Tali conclusioni sembrano chiudere il campo a tutte quelle variazioni sullo schema-base dell'operazione di c.d. family buy out che con finalità più o meno elusive tentano di spostare il costo della liquidazione delle quote di legittima sull'azienda o sulla società cui sono conferite le partecipazioni ricevute per donazione. Ma parimenti dimostrano l'inadeguatezza di fondo dell'attuale disciplina: è infatti evidente che esigenze di equità suggerirebbero la deducibilità del "costo" della liquidazione dei legittimari in quanto costo effettivamente sostenuto dal beneficiario per acquisire l'azienda. [nota 22]
La tassazione come redditi diversi delle plusvalenze da cessione dell'azienda realizzate dal familiare assegnatario
Anche se la fattispecie sembra attenere più alla definitiva uscita dalla famiglia del bene aziendale è opportuno ricordare che il meccanismo introdotto dall'art. 58, comma 2, del T.U.I.R. è completato dalla qualificazione della cessione dei beni aziendali ricevuti per donazione venga come un reddito diverso.
La continuità dei valori fiscalmente riconosciuti e l'esigenza di evitare salti d'imposta è infatti assicurata, da un lato, attraverso il mancato realizzo dei plusvalori all'atto del trasferimento gratuito ai familiari e dall'altro con la riqualificazione di questi plusvalori come «plusvalori tassabili nell'ambito dei redditi diversi». Scelta che raggiunge gli obiettivi di chiusura del ciclo fiscale dei beni d'impresa ancorché al di fuori del reddito d'impresa, nella suggestione di evitare che soggetti siano chiamati a «dichiarare un reddito d'impresa senza mai essere stati imprenditori».

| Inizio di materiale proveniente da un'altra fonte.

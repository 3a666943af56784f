use std::{fmt, iter::FusedIterator, str::FromStr};

use thiserror::Error;

#[derive(Error, Debug, PartialEq, Eq)]
pub enum RangeError {
    #[error("allowed port specification is empty")]
    Empty,
    #[error("invalid port number '{0}'")]
    InvalidPort(String),
    #[error("invalid port range {start}-{end}: start must not be greater than end")]
    InvalidRange { start: u16, end: u16 },
}

/// An inclusive interval of ports. A single port is a range with `start == end`.
#[derive(Debug, Clone, Copy, PartialEq, Eq)]
pub struct PortRange {
    pub start: u16,
    pub end: u16,
}

impl PortRange {
    pub fn new(start: u16, end: u16) -> Result<Self, RangeError> {
        if start > end {
            return Err(RangeError::InvalidRange { start, end });
        }
        Ok(PortRange { start, end })
    }

    pub fn len(&self) -> usize {
        usize::from(self.end - self.start) + 1
    }
}

impl fmt::Display for PortRange {
    fn fmt(&self, f: &mut fmt::Formatter<'_>) -> fmt::Result {
        if self.start == self.end {
            write!(f, "{}", self.start)
        } else {
            write!(f, "{}-{}", self.start, self.end)
        }
    }
}

impl FromStr for PortRange {
    type Err = RangeError;

    fn from_str(s: &str) -> Result<Self, Self::Err> {
        let s = s.trim();
        if s.is_empty() {
            return Err(RangeError::Empty);
        }
        match s.split_once('-') {
            Some((start, end)) => PortRange::new(parse_port(start)?, parse_port(end)?),
            None => {
                let port = parse_port(s)?;
                PortRange::new(port, port)
            }
        }
    }
}

fn parse_port(s: &str) -> Result<u16, RangeError> {
    let s = s.trim();
    match s.parse::<u16>() {
        // Port 0 means "any port" to the OS, it can never be handed out.
        Ok(0) | Err(_) => Err(RangeError::InvalidPort(s.to_string())),
        Ok(port) => Ok(port),
    }
}

/// The allowed ports, in the order the operator wrote them.
///
/// Ranges are neither sorted nor merged: overlapping or repeated ranges are
/// kept as written and will be visited again by the sequencer.
#[derive(Debug, Clone, PartialEq, Eq)]
pub struct PortRanges(Vec<PortRange>);

impl PortRanges {
    /// Total number of candidates a sequencer will produce, repeats included.
    pub fn len_ports(&self) -> usize {
        self.0.iter().map(PortRange::len).sum()
    }

    pub fn sequencer(&self) -> PortSequencer {
        PortSequencer::new(self.clone())
    }
}

impl FromStr for PortRanges {
    type Err = RangeError;

    /// Parse `RANGE(,RANGE)*` where `RANGE` is `N` or `N-M`, e.g. `6008-6010,6017`.
    fn from_str(s: &str) -> Result<Self, Self::Err> {
        let ranges = s
            .split(',')
            .map(str::parse)
            .collect::<Result<Vec<PortRange>, _>>()?;
        Ok(PortRanges(ranges))
    }
}

impl fmt::Display for PortRanges {
    fn fmt(&self, f: &mut fmt::Formatter<'_>) -> fmt::Result {
        let parts: Vec<String> = self.0.iter().map(PortRange::to_string).collect();
        write!(f, "{}", parts.join(","))
    }
}

#[derive(Debug, Clone, Copy, PartialEq, Eq)]
enum Cursor {
    At { index: usize, port: u16 },
    Exhausted,
}

/// Single-pass producer of candidate ports.
///
/// Walks every range in order, ascending within a range. Once the last range
/// is consumed the sequencer stays exhausted; it never wraps around.
#[derive(Debug)]
pub struct PortSequencer {
    ranges: PortRanges,
    cursor: Cursor,
}

impl PortSequencer {
    pub fn new(ranges: PortRanges) -> Self {
        let cursor = match ranges.0.first() {
            Some(first) => Cursor::At {
                index: 0,
                port: first.start,
            },
            None => Cursor::Exhausted,
        };
        PortSequencer { ranges, cursor }
    }
}

impl Iterator for PortSequencer {
    type Item = u16;

    fn next(&mut self) -> Option<u16> {
        let Cursor::At { index, port } = self.cursor else {
            return None;
        };
        let end = self.ranges.0[index].end;
        self.cursor = if port < end {
            Cursor::At {
                index,
                port: port + 1,
            }
        } else {
            match self.ranges.0.get(index + 1) {
                Some(range) => Cursor::At {
                    index: index + 1,
                    port: range.start,
                },
                None => Cursor::Exhausted,
            }
        };
        Some(port)
    }
}

impl FusedIterator for PortSequencer {}

#[cfg(test)]
mod tests {
    use quickcheck_macros::quickcheck;

    use super::*;

    fn sequence(spec: &str) -> Vec<u16> {
        spec.parse::<PortRanges>().unwrap().sequencer().collect()
    }

    #[test]
    fn test_mixed_ranges_in_order() {
        let mut seq = "6008-6010,6017".parse::<PortRanges>().unwrap().sequencer();
        assert_eq!(seq.next(), Some(6008));
        assert_eq!(seq.next(), Some(6009));
        assert_eq!(seq.next(), Some(6010));
        assert_eq!(seq.next(), Some(6017));
        assert_eq!(seq.next(), None);
        assert_eq!(seq.next(), None);
        assert_eq!(seq.cursor, Cursor::Exhausted);
    }

    #[test]
    fn test_single_port() {
        assert_eq!(sequence("7000"), vec![7000]);
        assert_eq!(sequence("7000,7005-7006"), vec![7000, 7005, 7006]);
    }

    #[test]
    fn test_author_order_and_repeats_are_kept() {
        assert_eq!(sequence("9000-9001,80,9000"), vec![9000, 9001, 80, 9000]);
    }

    #[test]
    fn test_whitespace_is_ignored() {
        assert_eq!(sequence(" 6008 - 6009 , 6017 "), vec![6008, 6009, 6017]);
    }

    #[test]
    fn test_top_of_port_space_does_not_overflow() {
        assert_eq!(sequence("65534-65535"), vec![65534, 65535]);
    }

    #[test]
    fn test_reversed_range_is_rejected() {
        assert_eq!(
            "5-3".parse::<PortRanges>(),
            Err(RangeError::InvalidRange { start: 5, end: 3 })
        );
    }

    #[test]
    fn test_malformed_specs_are_rejected() {
        assert_eq!("".parse::<PortRanges>(), Err(RangeError::Empty));
        assert_eq!("6008,".parse::<PortRanges>(), Err(RangeError::Empty));
        assert_eq!(
            "60o8".parse::<PortRanges>(),
            Err(RangeError::InvalidPort("60o8".to_string()))
        );
        assert_eq!(
            "6008-".parse::<PortRanges>(),
            Err(RangeError::InvalidPort("".to_string()))
        );
        assert_eq!(
            "1-70000".parse::<PortRanges>(),
            Err(RangeError::InvalidPort("70000".to_string()))
        );
        assert_eq!(
            "0-10".parse::<PortRanges>(),
            Err(RangeError::InvalidPort("0".to_string()))
        );
    }

    #[test]
    fn test_display_and_counts() {
        let ranges: PortRanges = "6008-6010, 6017".parse().unwrap();
        assert_eq!(ranges.to_string(), "6008-6010,6017");
        assert_eq!(ranges.len_ports(), 4);
    }

    #[quickcheck]
    fn prop_sequence_is_concatenation_of_ranges(bounds: Vec<(u16, u8)>) -> bool {
        let ranges: Vec<PortRange> = bounds
            .iter()
            .map(|&(start, width)| {
                let start = start.max(1);
                PortRange::new(start, start.saturating_add(u16::from(width))).unwrap()
            })
            .collect();
        if ranges.is_empty() {
            return true;
        }
        let expected: Vec<u16> = ranges.iter().flat_map(|r| r.start..=r.end).collect();

        let spec = PortRanges(ranges).to_string();
        let mut seq = spec.parse::<PortRanges>().unwrap().sequencer();
        let produced: Vec<u16> = seq.by_ref().collect();
        produced == expected && seq.next().is_none()
    }
}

Oltre a quanto osservato a proposito dell'applicazione dell'art. 16 della L. 388/2001 la soluzione adottata lascia aperti alcuni problemi ulteriori:
- l'inclusione delle plusvalenze tra i redditi diversi non copre l'ipotesi in cui i beni aziendali vengano trasferiti a terzi a titolo gratuito ovvero destinati all'autoconsumo degli stessi familiari. Infatti in entrambi i casi suddetti, mancando una cessione a titolo oneroso, non può realizzarsi la previsione contenuta nell'art. 67 lett. h-bis) T.U.I.R.; nel sistema dei redditi diversi è infatti difficilmente concepibile, in assenza di una norma espressa, una tassazione in caso di trasferimento gratuito e non ipotizzabile una tassazione dell'autoconsumo in mancanza di un regime d'impresa e l'esercizio di un'attività cui riferire una diversa utilizzazione e funzionalizzazione dei beni;
- si può ritenere che - malgrado il silenzio dell'art. 67, lett. h-bis) T.U.I.R. – le plusvalenze da cessione parziale o totale dell'azienda acquisita a titolo gratuito tornino invece ad essere tassate nell'ambito dei redditi d'impresa se il donatario prosegua l'attività del dante causa (con conseguente acquisizione della qualifica di imprenditore).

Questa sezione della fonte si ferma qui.